In the pooled analysis, at the recommended dose of TAMIFLU 75 mg twice daily for 5 days, there was a 1 day reduction in the median time to improvement in influenza-infected subjects receiving TAMIFLU compared to those receiving placebo (p=NS). However, the magnitude of treatment effect varied between studies.
One double-blind placebo-controlled treatment trial was conducted in pediatric patients aged 1 to 12 years (median age 5 years), who had fever (>100°F) plus one respiratory symptom (cough or coryza) when influenza virus was known to be circulating in the community. Of 698 patients enrolled in this trial, 452 (65%) were influenza-infected (50% male; 68% Caucasian). Of the 452 influenza-infected patients, 67% were infected with influenza A and 33% with influenza B.
The primary endpoint in this study was the time to freedom from illness, a composite endpoint which required 4 individual conditions to be met. These were: alleviation of cough, alleviation of coryza, resolution of fever, and parental opinion of a return to normal health and activity. TAMIFLU treatment of 2 mg/kg twice daily, started within 48 hours of onset of symptoms, significantly reduced the total composite time to freedom from illness by 1.5 days compared to placebo. Subgroup analyses of this study by gender showed no differences in the treatment effect of TAMIFLU in males and females.
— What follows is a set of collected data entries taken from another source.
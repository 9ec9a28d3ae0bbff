// Spreadsheet (.xlsx / .xls) input

use crate::data::Dataset;
use crate::error::{DashboardError, Result};
use calamine::{open_workbook_auto, Data, DataType, Reader};
use std::path::Path;
use tracing::info;

const EXTENSIONS: &[&str] = &["xlsx", "xlsm", "xlsb", "xls", "ods"];

/// Whether the path names a workbook format calamine can open
pub fn is_spreadsheet(path: &Path) -> bool {
    path.extension()
        .and_then(|ext| ext.to_str())
        .is_some_and(|ext| EXTENSIONS.iter().any(|e| ext.eq_ignore_ascii_case(e)))
}

fn cell_text(cell: &Data) -> String {
    cell.as_string().unwrap_or_else(|| cell.to_string())
}

/// Read the first worksheet. The first row holds the headers; every other
/// cell is kept as its displayed text, empty cells as "".
pub fn read_spreadsheet(path: &Path) -> Result<Dataset> {
    let name = path.display().to_string();
    let mut workbook =
        open_workbook_auto(path).map_err(|e| DashboardError::data_load(&name, e.to_string()))?;
    let range = workbook
        .worksheet_range_at(0)
        .ok_or_else(|| DashboardError::data_load(&name, "workbook has no worksheets"))?
        .map_err(|e| DashboardError::data_load(&name, e.to_string()))?;

    let mut rows = range.rows();
    let headers: Vec<String> = rows
        .next()
        .ok_or_else(|| DashboardError::data_load(&name, "worksheet is empty"))?
        .iter()
        .map(|c| cell_text(c).trim().to_string())
        .collect();
    if headers.iter().all(|h| h.is_empty()) {
        return Err(DashboardError::data_load(&name, "worksheet has no header row"));
    }

    let rows: Vec<Vec<String>> = rows.map(|row| row.iter().map(cell_text).collect()).collect();
    let dataset = Dataset::new(headers, rows).map_err(|e| match e {
        DashboardError::DataLoad { reason, .. } => DashboardError::data_load(&name, reason),
        other => other,
    })?;
    info!(
        source = %name,
        rows = dataset.len(),
        columns = dataset.headers.len(),
        "loaded worksheet"
    );
    Ok(dataset)
}
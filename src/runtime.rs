// Page runtime: one full pipeline run per control change

use crate::cache::DatasetCache;
use crate::config::DashboardConfig;
use crate::data::Dataset;
use crate::error::{DashboardError, Result, Severity};
use crate::ir::{DashboardView, Extremes};
use crate::palette;
use crate::preprocessor::expand_variables;
use crate::resolve::{resolve_dataset_roles, RoleBinding, RoleKind};
use crate::transform::{aggregate, AggregateRequest};
use std::collections::HashMap;
use std::path::{Path, PathBuf};
use std::sync::Arc;
use tracing::{info, warn};

const DEFAULT_TITLE: &str = "$statistic of $value by $group";

/// The user's controls for one run.
#[derive(Debug, Clone, Default, PartialEq)]
pub struct PageRequest {
    /// `role=value` choices for category roles
    pub selection: Vec<(String, String)>,
    /// `role=column` manual bindings
    pub overrides: Vec<(String, String)>,
}

/// Run load-independent steps of the pipeline on an already loaded dataset.
pub fn build_view(
    config: &DashboardConfig,
    data: &Dataset,
    request: &PageRequest,
) -> Result<DashboardView> {
    // 1. Resolve roles
    let binding = resolve_dataset_roles(data, &config.roles, &request.overrides)?;

    // 2. Translate the selection into column filters
    let mut filters = Vec::with_capacity(request.selection.len());
    for (role_name, value) in &request.selection {
        let column = category_column(config, &binding, role_name)?;
        filters.push((column, value.clone()));
    }

    let columns_of = |kind: RoleKind| -> Vec<usize> {
        config
            .roles_of(kind)
            .flat_map(|r| binding.indices(&r.name))
            .collect()
    };

    // 3. Aggregate
    let aggregation = aggregate(
        data,
        &AggregateRequest {
            filters,
            group_columns: columns_of(RoleKind::Group),
            value_columns: columns_of(RoleKind::Value),
            melt: config.melt.clone(),
            statistic: config.statistic,
            order: config.order,
            top_n: config.top_n,
        },
    )?;
    let table = aggregation.table;

    // 4. Colorize
    let colors = palette::colorize(&table.values(), table.order, config.highlight, &config.palette);
    let extremes = Extremes::from_table(&table).ok_or_else(|| DashboardError::EmptySelection {
        selection: describe_selection(&request.selection),
    })?;

    // 5. Labels
    let group_label = table.group_columns.join(" / ");
    let variables = title_variables(config, &binding, request, &group_label, &table.value_label);
    let template = config.title.as_deref().unwrap_or(DEFAULT_TITLE);
    let title = expand_variables(template, &variables)?;

    info!(
        groups = table.len(),
        total_groups = aggregation.total_groups,
        dropped = aggregation.dropped,
        "built dashboard view"
    );

    Ok(DashboardView {
        title,
        x_label: group_label,
        y_label: format!("{} {}", table.statistic, table.value_label),
        chart: config.chart,
        highlight: config.highlight,
        binding,
        selection: request.selection.clone(),
        colors,
        extremes,
        dropped_rows: aggregation.dropped,
        total_groups: aggregation.total_groups,
        table,
    })
}

/// Sorted distinct values of a category role's column (dropdown options).
pub fn category_options(
    config: &DashboardConfig,
    data: &Dataset,
    overrides: &[(String, String)],
    role_name: &str,
) -> Result<Vec<String>> {
    let binding = resolve_dataset_roles(data, &config.roles, overrides)?;
    let column = category_column(config, &binding, role_name)?;
    Ok(data.distinct_values(column))
}

/// Position of the column bound to a category role
fn category_column(
    config: &DashboardConfig,
    binding: &RoleBinding,
    role_name: &str,
) -> Result<usize> {
    let role = config
        .role(role_name)
        .ok_or_else(|| DashboardError::invalid_config(format!("unknown role '{}'", role_name)))?;
    if role.kind != RoleKind::Category {
        return Err(DashboardError::invalid_config(format!(
            "role '{}' is not a category role",
            role_name
        )));
    }
    binding
        .columns(role_name)
        .first()
        .map(|c| c.index)
        .ok_or_else(|| DashboardError::invalid_config(format!("role '{}' is not bound", role_name)))
}

fn title_variables(
    config: &DashboardConfig,
    binding: &RoleBinding,
    request: &PageRequest,
    group_label: &str,
    value_label: &str,
) -> HashMap<String, String> {
    let mut vars: HashMap<String, String> = binding
        .iter()
        .filter_map(|(role, _)| Some((role.to_string(), binding.label(role)?)))
        .collect();
    for (role, value) in &request.selection {
        vars.insert(role.clone(), value.clone());
    }
    vars.insert("statistic".to_string(), config.statistic.to_string());
    vars.insert("group".to_string(), group_label.to_string());
    vars.insert("value".to_string(), value_label.to_string());
    vars.insert(
        "top_n".to_string(),
        config
            .top_n
            .map(|n| n.to_string())
            .unwrap_or_else(|| "all".to_string()),
    );
    vars
}

fn describe_selection(selection: &[(String, String)]) -> String {
    if selection.is_empty() {
        return "(all rows)".to_string();
    }
    selection
        .iter()
        .map(|(role, value)| format!("{}={}", role, value))
        .collect::<Vec<_>>()
        .join(", ")
}

/// A configured page bound to one input file.
pub struct Session {
    config: DashboardConfig,
    source: PathBuf,
    cache: DatasetCache,
}

impl Session {
    pub fn new(config: DashboardConfig, source: impl Into<PathBuf>) -> Self {
        Self {
            config,
            source: source.into(),
            cache: DatasetCache::new(),
        }
    }

    pub fn config(&self) -> &DashboardConfig {
        &self.config
    }

    pub fn source(&self) -> &Path {
        &self.source
    }

    pub fn cache(&self) -> &DatasetCache {
        &self.cache
    }

    pub fn dataset(&mut self) -> Result<Arc<Dataset>> {
        self.cache.load_path(&self.source, &self.config.encodings)
    }

    pub fn render(&mut self, request: &PageRequest) -> Result<DashboardView> {
        let data = self.dataset()?;
        build_view(&self.config, &data, request)
    }

    pub fn options(&mut self, role: &str, overrides: &[(String, String)]) -> Result<Vec<String>> {
        let data = self.dataset()?;
        category_options(&self.config, &data, overrides, role)
    }
}

/// What the page shows after one run.
#[derive(Debug, Clone, PartialEq)]
pub enum PageOutcome {
    Rendered(Box<DashboardView>),
    /// Nothing to chart for this selection; the page stays usable
    Warning(String),
    /// Input or configuration has to be fixed first
    Blocked(String),
}

/// Page boundary: every pipeline error becomes a message instead of a crash.
pub fn run_page(session: &mut Session, request: &PageRequest) -> PageOutcome {
    match session.render(request) {
        Ok(view) => PageOutcome::Rendered(Box::new(view)),
        Err(err) => outcome_for_error(&err),
    }
}

pub fn outcome_for_error(err: &DashboardError) -> PageOutcome {
    match err.severity() {
        Severity::Warning => {
            warn!(error = %err, "selection produced no data");
            PageOutcome::Warning(err.user_message())
        }
        Severity::Blocking => {
            warn!(error = %err, "page blocked");
            PageOutcome::Blocked(err.user_message())
        }
    }
}
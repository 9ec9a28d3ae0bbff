//! Gradient colorizer
//!
//! Ranked charts paint the extremal bar(s) with reserved highlight colors and
//! shade every other bar along a two-stop RGB ramp, so color intensity
//! follows rank.

use crate::transform::SortOrder;
use serde::{Deserialize, Serialize};
use std::fmt;
use std::str::FromStr;

/// An opaque RGB color.
#[derive(Debug, Clone, Copy, PartialEq, Eq, Hash, Serialize, Deserialize)]
#[serde(try_from = "String", into = "String")]
pub struct Color {
    pub r: u8,
    pub g: u8,
    pub b: u8,
}

impl Color {
    pub const fn new(r: u8, g: u8, b: u8) -> Self {
        Self { r, g, b }
    }

    /// Linear interpolation in RGB space; `t` is clamped to `[0, 1]`.
    pub fn lerp(self, other: Color, t: f64) -> Color {
        let t = t.clamp(0.0, 1.0);
        let channel = |a: u8, b: u8| -> u8 {
            let v = a as f64 + (b as f64 - a as f64) * t;
            v.round().clamp(0.0, 255.0) as u8
        };
        Color {
            r: channel(self.r, other.r),
            g: channel(self.g, other.g),
            b: channel(self.b, other.b),
        }
    }

    pub fn to_hex(self) -> String {
        format!("#{:02x}{:02x}{:02x}", self.r, self.g, self.b)
    }
}

impl fmt::Display for Color {
    fn fmt(&self, f: &mut fmt::Formatter<'_>) -> fmt::Result {
        f.write_str(&self.to_hex())
    }
}

impl FromStr for Color {
    type Err = String;

    fn from_str(s: &str) -> Result<Self, Self::Err> {
        crate::parser::parse_color_literal(s)
    }
}

impl TryFrom<String> for Color {
    type Error = String;

    fn try_from(value: String) -> Result<Self, Self::Error> {
        value.parse()
    }
}

impl From<Color> for String {
    fn from(color: Color) -> Self {
        color.to_hex()
    }
}

/// Which end(s) of the ranking get a reserved color.
#[derive(Debug, Clone, Copy, PartialEq, Eq, Default, Serialize, Deserialize)]
#[serde(rename_all = "snake_case")]
pub enum HighlightMode {
    #[default]
    HighlightMax,
    HighlightMin,
    HighlightBoth,
}

impl FromStr for HighlightMode {
    type Err = String;

    fn from_str(s: &str) -> Result<Self, Self::Err> {
        match s.trim().to_ascii_lowercase().as_str() {
            "max" | "highlight_max" => Ok(HighlightMode::HighlightMax),
            "min" | "highlight_min" => Ok(HighlightMode::HighlightMin),
            "both" | "highlight_both" => Ok(HighlightMode::HighlightBoth),
            other => Err(format!("unknown highlight mode '{}' (expected max, min or both)", other)),
        }
    }
}

/// Reserved and gradient colors.
#[derive(Debug, Clone, PartialEq, Serialize, Deserialize)]
#[serde(default)]
pub struct GradientPalette {
    pub max: Color,
    pub min: Color,
    /// Gradient start, used by the entry closest to the highlighted end
    pub base: Color,
    /// Gradient end
    pub fade: Color,
}

impl Default for GradientPalette {
    fn default() -> Self {
        Self {
            max: Color::new(255, 0, 0),
            min: Color::new(0, 128, 0),
            base: Color::new(0, 0, 255),
            fade: Color::new(211, 211, 211),
        }
    }
}

impl GradientPalette {
    pub fn interpolate(&self, t: f64) -> Color {
        self.base.lerp(self.fade, t)
    }
}

/// Assign one color per value of an already sorted sequence.
///
/// The max end sits at index 0 for descending order and at the last index
/// for ascending order. Non-highlighted entries get `interpolate(i / m)` where
/// `i` counts them in table order and `m` is how many there are.
pub fn colorize(
    values: &[f64],
    order: SortOrder,
    mode: HighlightMode,
    palette: &GradientPalette,
) -> Vec<Color> {
    let n = values.len();
    match n {
        0 => return Vec::new(),
        1 => {
            let single = match mode {
                HighlightMode::HighlightMin => palette.min,
                HighlightMode::HighlightMax | HighlightMode::HighlightBoth => palette.max,
            };
            return vec![single];
        }
        _ => {}
    }

    let max_idx = match order {
        SortOrder::Descending => 0,
        SortOrder::Ascending => n - 1,
    };
    let min_idx = n - 1 - max_idx;

    let (max_slot, min_slot) = match mode {
        HighlightMode::HighlightMax => (Some(max_idx), None),
        HighlightMode::HighlightMin => (None, Some(min_idx)),
        HighlightMode::HighlightBoth => (Some(max_idx), Some(min_idx)),
    };
    let highlighted = max_slot.iter().count() + min_slot.iter().count();
    let m = n - highlighted;

    let mut colors = Vec::with_capacity(n);
    let mut i = 0usize;
    for pos in 0..n {
        if Some(pos) == max_slot {
            colors.push(palette.max);
        } else if Some(pos) == min_slot {
            colors.push(palette.min);
        } else {
            colors.push(palette.interpolate(i as f64 / m as f64));
            i += 1;
        }
    }
    colors
}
The efficacy of TAMIFLU in preventing naturally occurring influenza illness has been demonstrated in three seasonal prophylaxis studies and a postexposure prophylaxis study in households. The primary efficacy parameter for all these studies was the incidence of laboratory confirmed clinical influenza. Laboratory confirmed clinical influenza was defined as oral temperature >/=99.0°F/37.2°C plus at least one respiratory symptom (cough, sore throat, nasal congestion) and at least one constitutional symptom (aches and pain, fatigue, headache, chills/sweats), all recorded within 24 hours, plus either a positive virus isolation or a fourfold increase in virus antibody titers from baseline.
In a pooled analysis of two seasonal prophylaxis studies in healthy unvaccinated adults (aged 13 to 65 years), TAMIFLU 75 mg once daily taken for 42 days during a community outbreak reduced the incidence of laboratory confirmed clinical influenza from 4.8% (25/519) for the placebo group to 1.2% (6/520) for the TAMIFLU group.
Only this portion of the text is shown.